══ DATA FOR THIS TASK ══

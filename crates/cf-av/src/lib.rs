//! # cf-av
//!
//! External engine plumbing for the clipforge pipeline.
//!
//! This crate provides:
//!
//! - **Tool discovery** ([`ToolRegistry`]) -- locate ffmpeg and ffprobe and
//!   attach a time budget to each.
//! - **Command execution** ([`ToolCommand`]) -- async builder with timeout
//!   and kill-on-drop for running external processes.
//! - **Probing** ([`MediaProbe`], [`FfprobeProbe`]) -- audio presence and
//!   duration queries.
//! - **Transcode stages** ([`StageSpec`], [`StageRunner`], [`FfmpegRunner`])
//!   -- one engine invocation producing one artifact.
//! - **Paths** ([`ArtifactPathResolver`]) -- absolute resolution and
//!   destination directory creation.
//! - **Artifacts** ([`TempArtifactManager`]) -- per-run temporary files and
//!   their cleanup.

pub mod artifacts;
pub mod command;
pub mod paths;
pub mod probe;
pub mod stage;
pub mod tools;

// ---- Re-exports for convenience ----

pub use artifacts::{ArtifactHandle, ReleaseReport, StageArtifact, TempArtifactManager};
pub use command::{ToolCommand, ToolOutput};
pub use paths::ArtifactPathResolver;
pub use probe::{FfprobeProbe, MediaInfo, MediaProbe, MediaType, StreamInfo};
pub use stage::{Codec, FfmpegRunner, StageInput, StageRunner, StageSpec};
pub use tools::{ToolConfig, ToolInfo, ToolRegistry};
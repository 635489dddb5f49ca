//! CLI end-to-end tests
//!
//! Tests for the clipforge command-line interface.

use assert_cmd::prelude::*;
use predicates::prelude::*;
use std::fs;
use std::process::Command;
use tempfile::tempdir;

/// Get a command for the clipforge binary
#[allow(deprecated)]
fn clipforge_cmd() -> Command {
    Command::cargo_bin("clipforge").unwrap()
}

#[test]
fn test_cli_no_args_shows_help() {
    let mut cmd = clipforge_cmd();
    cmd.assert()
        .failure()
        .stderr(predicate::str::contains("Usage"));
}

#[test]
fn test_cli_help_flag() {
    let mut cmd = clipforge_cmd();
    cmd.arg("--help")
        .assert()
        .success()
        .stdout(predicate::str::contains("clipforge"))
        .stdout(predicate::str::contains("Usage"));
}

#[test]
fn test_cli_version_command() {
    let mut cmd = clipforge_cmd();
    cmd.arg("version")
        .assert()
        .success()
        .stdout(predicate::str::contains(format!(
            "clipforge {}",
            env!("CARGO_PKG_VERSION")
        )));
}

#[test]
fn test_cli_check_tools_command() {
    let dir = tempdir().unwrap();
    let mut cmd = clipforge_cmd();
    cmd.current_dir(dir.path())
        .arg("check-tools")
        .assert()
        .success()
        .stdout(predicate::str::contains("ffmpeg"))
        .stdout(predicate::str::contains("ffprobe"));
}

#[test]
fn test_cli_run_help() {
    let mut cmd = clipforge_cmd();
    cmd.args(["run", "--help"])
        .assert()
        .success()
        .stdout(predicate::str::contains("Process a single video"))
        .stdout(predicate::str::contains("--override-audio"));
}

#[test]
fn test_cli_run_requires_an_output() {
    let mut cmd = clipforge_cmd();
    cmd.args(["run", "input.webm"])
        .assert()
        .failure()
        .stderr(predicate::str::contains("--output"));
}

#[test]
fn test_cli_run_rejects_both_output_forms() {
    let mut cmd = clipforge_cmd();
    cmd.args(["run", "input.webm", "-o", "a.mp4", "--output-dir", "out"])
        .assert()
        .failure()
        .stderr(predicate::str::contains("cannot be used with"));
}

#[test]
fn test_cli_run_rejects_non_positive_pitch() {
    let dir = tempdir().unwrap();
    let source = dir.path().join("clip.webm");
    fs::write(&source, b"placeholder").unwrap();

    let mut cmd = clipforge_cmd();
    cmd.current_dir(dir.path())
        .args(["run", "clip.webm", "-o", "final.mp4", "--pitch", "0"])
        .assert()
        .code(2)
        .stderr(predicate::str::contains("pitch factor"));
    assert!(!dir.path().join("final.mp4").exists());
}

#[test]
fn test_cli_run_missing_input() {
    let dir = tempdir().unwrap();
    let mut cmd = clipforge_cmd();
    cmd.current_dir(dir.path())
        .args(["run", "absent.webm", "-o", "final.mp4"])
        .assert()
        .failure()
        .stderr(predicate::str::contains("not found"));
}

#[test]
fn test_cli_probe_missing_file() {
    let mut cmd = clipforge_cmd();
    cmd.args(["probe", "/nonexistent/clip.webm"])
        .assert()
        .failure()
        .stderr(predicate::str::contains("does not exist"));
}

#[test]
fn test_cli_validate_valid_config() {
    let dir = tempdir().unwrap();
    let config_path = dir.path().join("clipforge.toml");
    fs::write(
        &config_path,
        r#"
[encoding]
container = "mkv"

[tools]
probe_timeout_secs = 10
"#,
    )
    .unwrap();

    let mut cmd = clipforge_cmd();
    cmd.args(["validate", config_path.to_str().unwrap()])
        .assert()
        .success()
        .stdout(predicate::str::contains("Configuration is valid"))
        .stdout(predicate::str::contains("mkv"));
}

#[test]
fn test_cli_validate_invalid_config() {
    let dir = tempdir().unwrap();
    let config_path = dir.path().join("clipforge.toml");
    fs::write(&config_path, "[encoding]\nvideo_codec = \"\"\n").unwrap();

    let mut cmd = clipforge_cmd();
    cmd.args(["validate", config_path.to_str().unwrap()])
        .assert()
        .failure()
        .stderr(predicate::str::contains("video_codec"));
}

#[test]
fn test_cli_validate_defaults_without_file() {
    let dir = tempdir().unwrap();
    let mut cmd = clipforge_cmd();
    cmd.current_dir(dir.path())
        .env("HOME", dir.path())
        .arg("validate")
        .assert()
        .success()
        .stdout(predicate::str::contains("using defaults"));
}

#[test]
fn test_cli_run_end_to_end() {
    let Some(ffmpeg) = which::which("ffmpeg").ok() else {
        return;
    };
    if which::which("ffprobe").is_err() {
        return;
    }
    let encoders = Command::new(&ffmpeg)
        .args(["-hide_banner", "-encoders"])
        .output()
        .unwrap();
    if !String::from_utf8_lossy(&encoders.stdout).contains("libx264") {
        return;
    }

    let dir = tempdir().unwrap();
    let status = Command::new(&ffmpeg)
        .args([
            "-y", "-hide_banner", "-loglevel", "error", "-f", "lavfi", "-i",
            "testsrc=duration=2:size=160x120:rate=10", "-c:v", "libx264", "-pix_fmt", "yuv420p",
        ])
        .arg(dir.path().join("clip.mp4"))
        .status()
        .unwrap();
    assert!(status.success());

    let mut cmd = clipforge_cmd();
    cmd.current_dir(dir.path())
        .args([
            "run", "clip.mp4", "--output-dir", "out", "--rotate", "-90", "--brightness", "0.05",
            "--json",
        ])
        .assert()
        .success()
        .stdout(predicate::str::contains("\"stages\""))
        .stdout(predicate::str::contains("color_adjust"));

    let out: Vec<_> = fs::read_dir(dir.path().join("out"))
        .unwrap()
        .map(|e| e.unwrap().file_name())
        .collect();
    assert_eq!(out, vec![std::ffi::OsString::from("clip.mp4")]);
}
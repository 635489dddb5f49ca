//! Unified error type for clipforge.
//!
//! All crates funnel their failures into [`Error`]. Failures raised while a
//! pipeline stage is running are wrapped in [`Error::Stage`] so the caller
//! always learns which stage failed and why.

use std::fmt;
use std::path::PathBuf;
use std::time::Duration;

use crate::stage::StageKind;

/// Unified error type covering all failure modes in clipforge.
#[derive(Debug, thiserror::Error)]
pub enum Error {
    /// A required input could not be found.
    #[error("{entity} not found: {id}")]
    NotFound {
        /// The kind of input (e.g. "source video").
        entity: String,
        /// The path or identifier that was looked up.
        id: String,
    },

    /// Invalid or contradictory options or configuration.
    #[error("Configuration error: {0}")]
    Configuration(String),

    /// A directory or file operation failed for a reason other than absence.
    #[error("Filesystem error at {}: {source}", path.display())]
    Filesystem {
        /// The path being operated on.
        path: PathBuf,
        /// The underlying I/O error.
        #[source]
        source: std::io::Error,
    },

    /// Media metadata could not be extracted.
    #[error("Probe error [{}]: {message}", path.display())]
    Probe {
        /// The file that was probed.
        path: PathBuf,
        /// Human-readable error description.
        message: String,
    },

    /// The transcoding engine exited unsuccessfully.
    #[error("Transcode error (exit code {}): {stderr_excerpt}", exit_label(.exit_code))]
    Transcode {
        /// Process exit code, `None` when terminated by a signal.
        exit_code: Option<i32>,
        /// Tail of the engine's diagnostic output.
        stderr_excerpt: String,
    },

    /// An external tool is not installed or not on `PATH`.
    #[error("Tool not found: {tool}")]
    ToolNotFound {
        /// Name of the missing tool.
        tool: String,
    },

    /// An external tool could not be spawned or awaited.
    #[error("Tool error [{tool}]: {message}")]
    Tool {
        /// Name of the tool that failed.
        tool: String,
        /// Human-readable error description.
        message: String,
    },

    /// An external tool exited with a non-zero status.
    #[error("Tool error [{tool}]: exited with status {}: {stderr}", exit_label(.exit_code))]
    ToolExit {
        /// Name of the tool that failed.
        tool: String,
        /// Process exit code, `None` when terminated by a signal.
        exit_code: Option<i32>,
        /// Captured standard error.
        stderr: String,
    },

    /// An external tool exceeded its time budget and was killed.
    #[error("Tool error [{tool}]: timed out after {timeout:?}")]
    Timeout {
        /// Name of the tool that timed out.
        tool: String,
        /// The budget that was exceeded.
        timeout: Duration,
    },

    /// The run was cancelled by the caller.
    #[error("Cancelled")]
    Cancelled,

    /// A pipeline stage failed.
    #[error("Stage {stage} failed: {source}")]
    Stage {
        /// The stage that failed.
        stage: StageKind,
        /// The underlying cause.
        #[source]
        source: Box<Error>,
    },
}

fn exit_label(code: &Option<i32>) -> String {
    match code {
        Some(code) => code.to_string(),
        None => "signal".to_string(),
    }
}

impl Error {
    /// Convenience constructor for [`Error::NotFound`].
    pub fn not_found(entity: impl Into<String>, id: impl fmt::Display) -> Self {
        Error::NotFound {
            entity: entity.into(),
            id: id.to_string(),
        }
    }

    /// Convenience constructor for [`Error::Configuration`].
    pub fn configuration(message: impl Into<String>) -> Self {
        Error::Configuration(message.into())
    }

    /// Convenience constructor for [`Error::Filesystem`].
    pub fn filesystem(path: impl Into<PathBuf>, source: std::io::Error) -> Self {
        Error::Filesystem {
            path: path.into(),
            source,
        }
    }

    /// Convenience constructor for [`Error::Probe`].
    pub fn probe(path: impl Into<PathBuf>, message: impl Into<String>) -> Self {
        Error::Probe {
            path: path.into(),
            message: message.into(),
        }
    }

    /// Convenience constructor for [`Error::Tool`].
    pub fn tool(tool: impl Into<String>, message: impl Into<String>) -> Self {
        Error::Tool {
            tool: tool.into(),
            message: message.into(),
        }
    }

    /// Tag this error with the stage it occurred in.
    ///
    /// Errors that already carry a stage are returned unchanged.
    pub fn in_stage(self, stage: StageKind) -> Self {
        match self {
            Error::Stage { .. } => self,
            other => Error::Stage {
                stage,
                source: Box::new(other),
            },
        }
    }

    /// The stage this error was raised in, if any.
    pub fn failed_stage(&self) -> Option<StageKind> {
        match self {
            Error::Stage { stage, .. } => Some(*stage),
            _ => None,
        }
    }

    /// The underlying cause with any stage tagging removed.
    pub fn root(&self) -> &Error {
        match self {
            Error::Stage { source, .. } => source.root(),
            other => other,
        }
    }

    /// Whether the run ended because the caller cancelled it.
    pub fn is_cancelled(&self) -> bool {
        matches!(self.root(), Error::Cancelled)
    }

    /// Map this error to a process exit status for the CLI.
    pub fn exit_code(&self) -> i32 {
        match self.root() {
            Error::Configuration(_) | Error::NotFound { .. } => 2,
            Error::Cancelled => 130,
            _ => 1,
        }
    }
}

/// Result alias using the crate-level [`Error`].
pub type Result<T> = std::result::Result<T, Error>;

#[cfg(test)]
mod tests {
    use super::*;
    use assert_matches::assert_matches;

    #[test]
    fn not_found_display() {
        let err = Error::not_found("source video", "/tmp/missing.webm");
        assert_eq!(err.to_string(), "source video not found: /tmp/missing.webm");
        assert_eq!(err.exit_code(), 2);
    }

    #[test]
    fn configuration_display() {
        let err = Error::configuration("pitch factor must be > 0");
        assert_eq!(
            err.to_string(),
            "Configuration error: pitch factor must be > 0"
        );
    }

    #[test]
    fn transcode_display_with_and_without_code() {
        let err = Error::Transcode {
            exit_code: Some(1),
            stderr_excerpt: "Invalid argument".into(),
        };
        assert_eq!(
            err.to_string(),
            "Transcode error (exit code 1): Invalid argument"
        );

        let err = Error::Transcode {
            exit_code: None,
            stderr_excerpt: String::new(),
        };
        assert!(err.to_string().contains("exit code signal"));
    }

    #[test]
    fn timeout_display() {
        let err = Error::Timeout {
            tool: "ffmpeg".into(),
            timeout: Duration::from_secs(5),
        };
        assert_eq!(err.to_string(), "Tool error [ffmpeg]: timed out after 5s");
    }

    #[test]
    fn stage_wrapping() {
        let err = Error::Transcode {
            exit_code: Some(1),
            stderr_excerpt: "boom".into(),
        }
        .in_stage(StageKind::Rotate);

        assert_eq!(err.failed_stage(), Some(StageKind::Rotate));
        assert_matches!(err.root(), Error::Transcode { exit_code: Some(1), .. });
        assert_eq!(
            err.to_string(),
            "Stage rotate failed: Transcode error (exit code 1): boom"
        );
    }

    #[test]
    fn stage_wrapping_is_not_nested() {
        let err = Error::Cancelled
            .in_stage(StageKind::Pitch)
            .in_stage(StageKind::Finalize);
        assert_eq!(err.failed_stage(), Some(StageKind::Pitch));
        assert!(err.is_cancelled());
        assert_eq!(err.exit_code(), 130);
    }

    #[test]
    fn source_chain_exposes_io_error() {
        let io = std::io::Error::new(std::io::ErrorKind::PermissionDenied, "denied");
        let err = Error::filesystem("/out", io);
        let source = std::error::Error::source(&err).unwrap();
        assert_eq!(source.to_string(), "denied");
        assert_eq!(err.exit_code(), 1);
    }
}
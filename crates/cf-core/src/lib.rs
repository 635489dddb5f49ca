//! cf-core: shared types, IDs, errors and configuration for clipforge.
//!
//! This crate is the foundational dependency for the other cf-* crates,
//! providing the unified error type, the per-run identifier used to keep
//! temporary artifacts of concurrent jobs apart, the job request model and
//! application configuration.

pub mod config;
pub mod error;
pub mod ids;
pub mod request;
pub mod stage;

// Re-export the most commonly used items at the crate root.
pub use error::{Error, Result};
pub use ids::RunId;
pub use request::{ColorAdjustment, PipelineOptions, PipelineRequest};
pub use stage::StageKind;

═══

• WHAT YOU SHOULD DO:
Look through the listing above and copy each line with the word "impl" in it.

• REPLY:
impl Error {
    pub fn not_found(entity: impl Into<String>, id: impl fmt::Display) -> Self {
    pub fn configuration(message: impl Into<String>) -> Self {
    pub fn filesystem(path: impl Into<PathBuf>, source: std::io::Error) -> Self {
    pub fn probe(path: impl Into<PathBuf>, message: impl Into<String>) -> Self {
    pub fn tool(tool: impl Into<String>, message: impl Into<String>) -> Self {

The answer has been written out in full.